• Study material
// main.rs

use anyhow::{Context, Result};
use clap::Parser;
use log::info;

use genomatrix::{
    write_frequency_report, BedMatrix, GenotypeSource, HapsMatrix, MonotonicityPolicy,
};

fn main() -> Result<()> {
    let cli_args = cli::CliArgs::parse();

    // Initialize logger
    let log_level = cli_args
        .log_level
        .parse::<log::LevelFilter>()
        .unwrap_or_else(|_| {
            eprintln!(
                "Warning: Invalid log level '{}' provided. Defaulting to Info.",
                cli_args.log_level
            );
            log::LevelFilter::Info
        });
    env_logger::Builder::new()
        .filter_level(log_level)
        .format_timestamp_micros()
        .init();

    let policy = if cli_args.lenient_maps {
        MonotonicityPolicy::Warn
    } else {
        MonotonicityPolicy::Fatal
    };

    let source: Box<dyn GenotypeSource> = match &cli_args.input {
        cli::InputFormat::Haps { haps, samples, map } => {
            info!(
                "Loading haplotype data: haps={}, samples={}, map={}",
                haps.display(),
                samples.display(),
                map.display()
            );
            let matrix = HapsMatrix::from_haps_and_samples_with_policy(haps, samples, map, policy)
                .with_context(|| format!("Failed to load haps data from {}", haps.display()))?;
            Box::new(matrix)
        }
        cli::InputFormat::Bed { bed, bim, fam } => {
            info!(
                "Loading PLINK binary data: bed={}, bim={}, fam={}",
                bed.display(),
                bim.display(),
                fam.display()
            );
            let matrix = BedMatrix::from_bed_bim_fam(bed, bim, fam)
                .with_context(|| format!("Failed to load bed data from {}", bed.display()))?;
            Box::new(matrix)
        }
    };

    info!(
        "Loaded genotype matrix: {} individuals, {} sites.",
        source.num_individuals(),
        source.num_sites()
    );

    let num_sites = source.num_sites();
    if num_sites > 0 {
        let total_missing: u64 = (0..num_sites).map(|site| source.missing_count(site)).sum();
        let mean_maf: f64 = (0..num_sites)
            .map(|site| source.minor_allele_frequency(site))
            .filter(|frequency| frequency.is_finite())
            .sum::<f64>()
            / num_sites as f64;
        info!(
            "Summary: {} missing calls in total, mean minor allele frequency {:.4}.",
            total_missing, mean_maf
        );
    }

    if let Some(frq_path) = &cli_args.out_frq {
        info!("Writing frequency report to {}...", frq_path.display());
        write_frequency_report(source.as_ref(), frq_path)
            .with_context(|| format!("Failed to write frequency report {}", frq_path.display()))?;
    }

    info!("genomatrix finished successfully.");
    Ok(())
}

mod cli {
    use std::path::PathBuf;

    use clap::{Parser, Subcommand};

    #[derive(Parser, Debug)]
    #[command(author, version, about = "Load population-genetics genotype data into a validated matrix and report per-site statistics.", long_about = None, propagate_version = true)]
    pub(crate) struct CliArgs {
        #[command(subcommand)]
        pub(crate) input: InputFormat,

        /// Write a .frq-style frequency report to this path.
        #[arg(long = "out-frq", global = true)]
        pub(crate) out_frq: Option<PathBuf>,

        /// Downgrade map monotonicity violations from errors to warnings.
        #[arg(long, global = true)]
        pub(crate) lenient_maps: bool,

        #[arg(long, default_value = "Info", global = true)]
        pub(crate) log_level: String,
    }

    #[derive(Subcommand, Debug)]
    pub(crate) enum InputFormat {
        /// Oxford-style haplotype data: .hap[s][.gz] + .sample[s] + .map.
        Haps {
            #[arg(long)]
            haps: PathBuf,

            #[arg(long)]
            samples: PathBuf,

            #[arg(long)]
            map: PathBuf,
        },
        /// PLINK binary data: .bed + .bim + .fam.
        Bed {
            #[arg(long)]
            bed: PathBuf,

            #[arg(long)]
            bim: PathBuf,

            #[arg(long)]
            fam: PathBuf,
        },
    }
}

• Exercise instructions
Once you have counted the lines above that hold the word "MonotonicityPolicy", report only that total.

• Completed exercise
3